━━━━━ Material provided

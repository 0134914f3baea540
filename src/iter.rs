use std::{iter::FusedIterator, vec};

use crate::{
    node::{Node, NodeId, NodeRef, Side},
    redblack::Tree,
};

/// In-order iterator over `(&K, &V)`, created by [`Map::iter`](crate::Map::iter).
pub struct Iter<'a, K, V, C> {
    tree: &'a Tree<K, V, C>,
    left: NodeRef,
    right: NodeRef,
    len: usize,
}

impl<'a, K, V, C> Iter<'a, K, V, C> {
    pub(crate) fn new(tree: &'a Tree<K, V, C>) -> Self {
        Iter {
            tree,
            left: tree.minimum(tree.root),
            right: tree.maximum(tree.root),
            len: tree.len(),
        }
    }
}

impl<K, V, C> Clone for Iter<'_, K, V, C> {
    fn clone(&self) -> Self {
        Iter {
            tree: self.tree,
            left: self.left,
            right: self.right,
            len: self.len,
        }
    }
}

impl<'a, K, V, C> Iterator for Iter<'a, K, V, C> {
    type Item = (&'a K, &'a V);

    fn next(&mut self) -> Option<Self::Item> {
        if self.len == 0 {
            return None;
        }
        let id = self.left?;
        self.len -= 1;
        self.left = self.tree.step(id, Side::Right);
        let node = self.tree.node(id);
        Some((&node.key, &node.val))
    }

    fn size_hint(&self) -> (usize, Option<usize>) {
        (self.len, Some(self.len))
    }
}

impl<K, V, C> DoubleEndedIterator for Iter<'_, K, V, C> {
    fn next_back(&mut self) -> Option<Self::Item> {
        if self.len == 0 {
            return None;
        }
        let id = self.right?;
        self.len -= 1;
        self.right = self.tree.step(id, Side::Left);
        let node = self.tree.node(id);
        Some((&node.key, &node.val))
    }
}

impl<K, V, C> ExactSizeIterator for Iter<'_, K, V, C> {}

impl<K, V, C> FusedIterator for Iter<'_, K, V, C> {}

/// Node ids of `tree` in key order.
fn ordered_ids<K, V, C>(tree: &Tree<K, V, C>) -> Vec<NodeId> {
    let mut ids = Vec::with_capacity(tree.len());
    let mut node_ref = tree.minimum(tree.root);
    while let Some(id) = node_ref {
        ids.push(id);
        node_ref = tree.step(id, Side::Right);
    }
    ids
}

/// In-order iterator over `(&K, &mut V)`, created by
/// [`Map::iter_mut`](crate::Map::iter_mut).
pub struct IterMut<'a, K, V> {
    nodes: Vec<Option<&'a mut Node<K, V>>>,
    order: vec::IntoIter<NodeId>,
}

impl<'a, K, V> IterMut<'a, K, V> {
    pub(crate) fn new<C>(tree: &'a mut Tree<K, V, C>) -> Self {
        let order = ordered_ids(tree).into_iter();
        IterMut {
            nodes: tree.nodes.nodes_mut(),
            order,
        }
    }

    fn take(&mut self, id: NodeId) -> Option<(&'a K, &'a mut V)> {
        let node = self.nodes[id.slot()].take()?;
        Some((&node.key, &mut node.val))
    }
}

impl<'a, K, V> Iterator for IterMut<'a, K, V> {
    type Item = (&'a K, &'a mut V);

    fn next(&mut self) -> Option<Self::Item> {
        let id = self.order.next()?;
        self.take(id)
    }

    fn size_hint(&self) -> (usize, Option<usize>) {
        self.order.size_hint()
    }
}

impl<K, V> DoubleEndedIterator for IterMut<'_, K, V> {
    fn next_back(&mut self) -> Option<Self::Item> {
        let id = self.order.next_back()?;
        self.take(id)
    }
}

impl<K, V> ExactSizeIterator for IterMut<'_, K, V> {}

impl<K, V> FusedIterator for IterMut<'_, K, V> {}

/// Owning in-order iterator, created by `Map::into_iter`.
pub struct IntoIter<K, V, C> {
    tree: Tree<K, V, C>,
    order: vec::IntoIter<NodeId>,
}

impl<K, V, C> IntoIter<K, V, C> {
    pub(crate) fn new(tree: Tree<K, V, C>) -> Self {
        let order = ordered_ids(&tree).into_iter();
        IntoIter { tree, order }
    }
}

impl<K, V, C> Iterator for IntoIter<K, V, C> {
    type Item = (K, V);

    fn next(&mut self) -> Option<Self::Item> {
        // Links are never followed again, so nodes can be freed in place.
        let id = self.order.next()?;
        Some(self.tree.nodes.free(id))
    }

    fn size_hint(&self) -> (usize, Option<usize>) {
        self.order.size_hint()
    }
}

impl<K, V, C> DoubleEndedIterator for IntoIter<K, V, C> {
    fn next_back(&mut self) -> Option<Self::Item> {
        let id = self.order.next_back()?;
        Some(self.tree.nodes.free(id))
    }
}

impl<K, V, C> ExactSizeIterator for IntoIter<K, V, C> {}

impl<K, V, C> FusedIterator for IntoIter<K, V, C> {}

macro_rules! projection {
    ($(#[$doc:meta])* $name:ident<$($lt:lifetime,)? $($ty:ident),*> from $inner:ty => $item:ty, |$pair:pat_param| $proj:expr) => {
        $(#[$doc])*
        pub struct $name<$($lt,)? $($ty),*> {
            pub(crate) inner: $inner,
        }

        impl<$($lt,)? $($ty),*> Iterator for $name<$($lt,)? $($ty),*> {
            type Item = $item;

            fn next(&mut self) -> Option<Self::Item> {
                self.inner.next().map(|$pair| $proj)
            }

            fn size_hint(&self) -> (usize, Option<usize>) {
                self.inner.size_hint()
            }
        }

        impl<$($lt,)? $($ty),*> DoubleEndedIterator for $name<$($lt,)? $($ty),*> {
            fn next_back(&mut self) -> Option<Self::Item> {
                self.inner.next_back().map(|$pair| $proj)
            }
        }

        impl<$($lt,)? $($ty),*> ExactSizeIterator for $name<$($lt,)? $($ty),*> {}

        impl<$($lt,)? $($ty),*> FusedIterator for $name<$($lt,)? $($ty),*> {}
    };
}

projection!(
    /// Keys in order, created by [`Map::keys`](crate::Map::keys).
    Keys<'a, K, V, C> from Iter<'a, K, V, C> => &'a K, |(k, _)| k
);
projection!(
    /// Values in key order, created by [`Map::values`](crate::Map::values).
    Values<'a, K, V, C> from Iter<'a, K, V, C> => &'a V, |(_, v)| v
);
projection!(
    /// Mutable values in key order, created by
    /// [`Map::values_mut`](crate::Map::values_mut).
    ValuesMut<'a, K, V> from IterMut<'a, K, V> => &'a mut V, |(_, v)| v
);
projection!(
    /// Owned keys in order, created by [`Map::into_keys`](crate::Map::into_keys).
    IntoKeys<K, V, C> from IntoIter<K, V, C> => K, |(k, _)| k
);
projection!(
    /// Owned values in key order, created by
    /// [`Map::into_values`](crate::Map::into_values).
    IntoValues<K, V, C> from IntoIter<K, V, C> => V, |(_, v)| v
);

━━━━━━━━━━

### Task prompt
Start to finish, copy the records above with no differences.

### Exercise result
repository 0134914f3baea540
filename src/iter.rs
use std::{iter::FusedIterator, vec};

use crate::{
    node::{Node, NodeId, NodeRef, Side},
    redblack::Tree,
};

/// In-order iterator over `(&K, &V)`, created by [`Map::iter`](crate::Map::iter).
pub struct Iter<'a, K, V, C> {
    tree: &'a Tree<K, V, C>,
    left: NodeRef,
    right: NodeRef,
    len: usize,
}

impl<'a, K, V, C> Iter<'a, K, V, C> {
    pub(crate) fn new(tree: &'a Tree<K, V, C>) -> Self {
        Iter {
            tree,
            left: tree.minimum(tree.root),
            right: tree.maximum(tree.root),
            len: tree.len(),
        }
    }
}

impl<K, V, C> Clone for Iter<'_, K, V, C> {
    fn clone(&self) -> Self {
        Iter {
            tree: self.tree,
            left: self.left,
            right: self.right,
            len: self.len,
        }
    }
}

impl<'a, K, V, C> Iterator for Iter<'a, K, V, C> {
    type Item = (&'a K, &'a V);

    fn next(&mut self) -> Option<Self::Item> {
        if self.len == 0 {
            return None;
        }
        let id = self.left?;
        self.len -= 1;
        self.left = self.tree.step(id, Side::Right);
        let node = self.tree.node(id);
        Some((&node.key, &node.val))
    }

    fn size_hint(&self) -> (usize, Option<usize>) {
        (self.len, Some(self.len))
    }
}

impl<K, V, C> DoubleEndedIterator for Iter<'_, K, V, C> {
    fn next_back(&mut self) -> Option<Self::Item> {
        if self.len == 0 {
            return None;
        }
        let id = self.right?;
        self.len -= 1;
        self.right = self.tree.step(id, Side::Left);
        let node = self.tree.node(id);
        Some((&node.key, &node.val))
    }
}

impl<K, V, C> ExactSizeIterator for Iter<'_, K, V, C> {}

impl<K, V, C> FusedIterator for Iter<'_, K, V, C> {}

/// Node ids of `tree` in key order.
fn ordered_ids<K, V, C>(tree: &Tree<K, V, C>) -> Vec<NodeId> {
    let mut ids = Vec::with_capacity(tree.len());
    let mut node_ref = tree.minimum(tree.root);
    while let Some(id) = node_ref {
        ids.push(id);
        node_ref = tree.step(id, Side::Right);
    }
    ids
}

/// In-order iterator over `(&K, &mut V)`, created by
/// [`Map::iter_mut`](crate::Map::iter_mut).
pub struct IterMut<'a, K, V> {
    nodes: Vec<Option<&'a mut Node<K, V>>>,
    order: vec::IntoIter<NodeId>,
}

impl<'a, K, V> IterMut<'a, K, V> {
    pub(crate) fn new<C>(tree: &'a mut Tree<K, V, C>) -> Self {
        let order = ordered_ids(tree).into_iter();
        IterMut {
            nodes: tree.nodes.nodes_mut(),
            order,
        }
    }

    fn take(&mut self, id: NodeId) -> Option<(&'a K, &'a mut V)> {
        let node = self.nodes[id.slot()].take()?;
        Some((&node.key, &mut node.val))
    }
}

impl<'a, K, V> Iterator for IterMut<'a, K, V> {
    type Item = (&'a K, &'a mut V);

    fn next(&mut self) -> Option<Self::Item> {
        let id = self.order.next()?;
        self.take(id)
    }

    fn size_hint(&self) -> (usize, Option<usize>) {
        self.order.size_hint()
    }
}

impl<K, V> DoubleEndedIterator for IterMut<'_, K, V> {
    fn next_back(&mut self) -> Option<Self::Item> {
        let id = self.order.next_back()?;
        self.take(id)
    }
}

impl<K, V> ExactSizeIterator for IterMut<'_, K, V> {}

impl<K, V> FusedIterator for IterMut<'_, K, V> {}

/// Owning in-order iterator, created by `Map::into_iter`.
pub struct IntoIter<K, V, C> {
    tree: Tree<K, V, C>,
    order: vec::IntoIter<NodeId>,
}

impl<K, V, C> IntoIter<K, V, C> {
    pub(crate) fn new(tree: Tree<K, V, C>) -> Self {
        let order = ordered_ids(&tree).into_iter();
        IntoIter { tree, order }
    }
}

impl<K, V, C> Iterator for IntoIter<K, V, C> {
    type Item = (K, V);

    fn next(&mut self) -> Option<Self::Item> {
        // Links are never followed again, so nodes can be freed in place.
        let id = self.order.next()?;
        Some(self.tree.nodes.free(id))
    }

    fn size_hint(&self) -> (usize, Option<usize>) {
        self.order.size_hint()
    }
}

impl<K, V, C> DoubleEndedIterator for IntoIter<K, V, C> {
    fn next_back(&mut self) -> Option<Self::Item> {
        let id = self.order.next_back()?;
        Some(self.tree.nodes.free(id))
    }
}

impl<K, V, C> ExactSizeIterator for IntoIter<K, V, C> {}

impl<K, V, C> FusedIterator for IntoIter<K, V, C> {}

macro_rules! projection {
    ($(#[$doc:meta])* $name:ident<$($lt:lifetime,)? $($ty:ident),*> from $inner:ty => $item:ty, |$pair:pat_param| $proj:expr) => {
        $(#[$doc])*
        pub struct $name<$($lt,)? $($ty),*> {
            pub(crate) inner: $inner,
        }

        impl<$($lt,)? $($ty),*> Iterator for $name<$($lt,)? $($ty),*> {
            type Item = $item;

            fn next(&mut self) -> Option<Self::Item> {
                self.inner.next().map(|$pair| $proj)
            }

            fn size_hint(&self) -> (usize, Option<usize>) {
                self.inner.size_hint()
            }
        }

        impl<$($lt,)? $($ty),*> DoubleEndedIterator for $name<$($lt,)? $($ty),*> {
            fn next_back(&mut self) -> Option<Self::Item> {
                self.inner.next_back().map(|$pair| $proj)
            }
        }

        impl<$($lt,)? $($ty),*> ExactSizeIterator for $name<$($lt,)? $($ty),*> {}

        impl<$($lt,)? $($ty),*> FusedIterator for $name<$($lt,)? $($ty),*> {}
    };
}

projection!(
    /// Keys in order, created by [`Map::keys`](crate::Map::keys).
    Keys<'a, K, V, C> from Iter<'a, K, V, C> => &'a K, |(k, _)| k
);
projection!(
    /// Values in key order, created by [`Map::values`](crate::Map::values).
    Values<'a, K, V, C> from Iter<'a, K, V, C> => &'a V, |(_, v)| v
);
projection!(
    /// Mutable values in key order, created by
    /// [`Map::values_mut`](crate::Map::values_mut).
    ValuesMut<'a, K, V> from IterMut<'a, K, V> => &'a mut V, |(_, v)| v
);
projection!(
    /// Owned keys in order, created by [`Map::into_keys`](crate::Map::into_keys).
    IntoKeys<K, V, C> from IntoIter<K, V, C> => K, |(k, _)| k
);
projection!(
    /// Owned values in key order, created by
    /// [`Map::into_values`](crate::Map::into_values).
    IntoValues<K, V, C> from IntoIter<K, V, C> => V, |(_, v)| v
);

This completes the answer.